Belediye başkanları için iklim değişikliğinin etkileri her gün uğraşılan bir gerçek haline geldi. Düşen elektrik hatları, kapalı yollar, su basmış bodrumlar, kalabalık barınaklar, hastaneler ve korkan insanlar… Tümü, kent sakinlerinin sağlığı ve güvenliği için acil tehditler. Tüm bunlar ayrıca, düşük gelirli topluluklar ve beyaz olmayanlar üzerindeki orantısız etkisi nedeniyle, karşılaşılan en acil sosyal adalet sorunlarından biridir.
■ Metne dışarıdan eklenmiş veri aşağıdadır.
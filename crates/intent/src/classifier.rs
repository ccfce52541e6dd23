//! Two-tier keyword classifier.

use tracing::debug;

use crate::{Intent, KeywordTable};

/// Classifies messages against a [`KeywordTable`]. Cheap to clone and share.
#[derive(Debug, Clone, Default)]
pub struct IntentClassifier {
    table: KeywordTable,
}

impl IntentClassifier {
    pub fn new(table: KeywordTable) -> Self {
        Self { table }
    }

    pub fn table(&self) -> &KeywordTable {
        &self.table
    }

    /// Never fails; ambiguous or empty input is [`Intent::Default`].
    pub fn classify(&self, message: &str) -> Intent {
        let lowered = message.trim().to_lowercase();
        if lowered.is_empty() {
            return Intent::Default;
        }

        if self
            .table
            .date_time_phrases
            .iter()
            .any(|p| lowered.contains(p.as_str()))
        {
            debug!(intent = "date_time", "intent classified");
            return Intent::DateTime;
        }

        let tokens = tokenize(&lowered);
        // Padded so multi-word keywords only match on token boundaries.
        let joined = format!(" {} ", tokens.join(" "));
        let has = |word: &String| {
            if word.contains(' ') {
                joined.contains(&format!(" {} ", word))
            } else {
                tokens.iter().any(|t| t == word)
            }
        };

        let strong = self.table.realtime_keywords.iter().any(has)
            || tokens.iter().any(|t| self.is_recent_year(t));
        let combined = self.table.recency_words.iter().any(has)
            && self.table.domain_words.iter().any(has);

        if strong || combined {
            debug!(intent = "realtime", strong, combined, "intent classified");
            Intent::Realtime
        } else {
            Intent::Default
        }
    }

    fn is_recent_year(&self, token: &str) -> bool {
        token.len() == 4
            && token.bytes().all(|b| b.is_ascii_digit())
            && token
                .parse::<u32>()
                .map(|y| self.table.years().contains(&y))
                .unwrap_or(false)
    }
}

/// Splits on anything that is not alphanumeric. Apostrophes split too ("what's" -> "what", "s").
fn tokenize(text: &str) -> Vec<String> {
    text.split(|c: char| !c.is_alphanumeric())
        .filter(|t| !t.is_empty())
        .map(str::to_string)
        .collect()
}

#[cfg(test)]
mod tests {
    use super::*;

    #[test]
    fn test_tokenize() {
        assert_eq!(tokenize("what's the ipl-score?"), vec!["what", "s", "the", "ipl", "score"]);
        assert!(tokenize("  ,,  ").is_empty());
    }

    #[test]
    fn test_recent_year_bounds() {
        let c = IntentClassifier::default();
        assert!(c.is_recent_year("2023"));
        assert!(c.is_recent_year("2030"));
        assert!(!c.is_recent_year("2022"));
        assert!(!c.is_recent_year("20250"));
    }
}
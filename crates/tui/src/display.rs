//! Terminal implementation of the player's display capability.
//!
//! "Fullscreen" in the terminal means the play surface takes the whole
//! frame. Every state change, local or external, is announced on the
//! notification channel the way a browser fires `fullscreenchange`.

use gamehub_core::{DisplayCapability, DisplayError, FullscreenChange, Orientation};
use tokio::sync::mpsc;
use tracing::{debug, warn};

pub struct TerminalDisplay {
    fullscreen: bool,
    notify: mpsc::Sender<FullscreenChange>,
}

impl TerminalDisplay {
    pub fn new(notify: mpsc::Sender<FullscreenChange>) -> Self {
        Self {
            fullscreen: false,
            notify,
        }
    }

    pub fn is_fullscreen(&self) -> bool {
        self.fullscreen
    }

    /// The user's own exit gesture (Esc), outside the player's toggle.
    pub fn platform_exit(&mut self) {
        if self.fullscreen {
            debug!("Platform exit gesture");
            self.set(false);
        }
    }

    fn set(&mut self, fullscreen: bool) {
        self.fullscreen = fullscreen;
        if let Err(err) = self.notify.try_send(FullscreenChange { fullscreen }) {
            warn!(%err, "Dropped fullscreen notification");
        }
    }
}

impl DisplayCapability for TerminalDisplay {
    fn request_fullscreen(&mut self) -> Result<(), DisplayError> {
        if !self.fullscreen {
            self.set(true);
        }
        Ok(())
    }

    fn exit_fullscreen(&mut self) -> Result<(), DisplayError> {
        if !self.fullscreen {
            return Err(DisplayError::Rejected("document is not fullscreen".to_string()));
        }
        self.set(false);
        Ok(())
    }

    fn lock_orientation(&mut self, _orientation: Orientation) -> Result<(), DisplayError> {
        Err(DisplayError::Unsupported("orientation lock"))
    }

    fn unlock_orientation(&mut self) -> Result<(), DisplayError> {
        Err(DisplayError::Unsupported("orientation unlock"))
    }
}

#[cfg(test)]
mod tests {
    use super::*;

    #[test]
    fn announces_every_change() {
        let (tx, mut rx) = mpsc::channel(8);
        let mut display = TerminalDisplay::new(tx);

        display.request_fullscreen().expect("fullscreen");
        display.request_fullscreen().expect("already fullscreen");
        display.platform_exit();
        display.platform_exit();

        assert_eq!(rx.try_recv().ok(), Some(FullscreenChange { fullscreen: true }));
        assert_eq!(rx.try_recv().ok(), Some(FullscreenChange { fullscreen: false }));
        assert!(rx.try_recv().is_err());
    }

    #[test]
    fn orientation_is_unsupported() {
        let (tx, _rx) = mpsc::channel(1);
        let mut display = TerminalDisplay::new(tx);
        assert!(matches!(
            display.lock_orientation(Orientation::Portrait),
            Err(DisplayError::Unsupported(_))
        ));
        assert!(display.exit_fullscreen().is_err());
    }
}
Dolayısıyla, Covid-19’dan iyileşmenin rotası çizilirken, iklim eylemi de stratejinin merkezinde olmalıdır. Bunu yapmazsak, virüsü (en yoğun görüldüğü yerlerden) yok edebilsek bile, bir dahaki sefere büyük bir iklim felaketi toplumları vurduğunda varoluşsal bir tehditle karşılaşmaya devam edilecek. Bu yüzden, yakın zamanda başka bir önlenebilir krizin toplumlarımızı mahvetmesine izin veremeyiz.

Tüm bu nedenlerden dolayı söylenebilir ki kent yönetimleri, Covid-19 iyileştirmemizin bir parçası olarak yeşil altyapı programlarının nasıl ilerletileceğine dair bir plan sunabilir. Örneğin Boston Şehri, en büyük binalarından kaynaklanan emisyonları azaltmak için bir “Karbon Emisyonları Standardı” geliştiriyor. Bu, birçok eski binanın enerji açısından daha verimli hale getirilmesi için yenileneceği anlamına geliyor. Boston ayrıca, düşük gelirli semt sakinlerinin ve beyaz olmayanların, bu yeşil işleri yapmaya hazır olmaları için kariyer yolları yaratarak, iklim değişikliğinden en çok etkilenen nüfusun fayda sağlamasına olanak sunuyor.

New Orleans ise kronik sel ve kentsel ısı adası etkilerini gidermek için yatırımlar yapıyor. Bu kapsamda, Katrina Kasırgası ve sonrasında en çok etkilenen mahallelerden birinde rekreasyon ve ulaşım erişimini iyileştiriyor.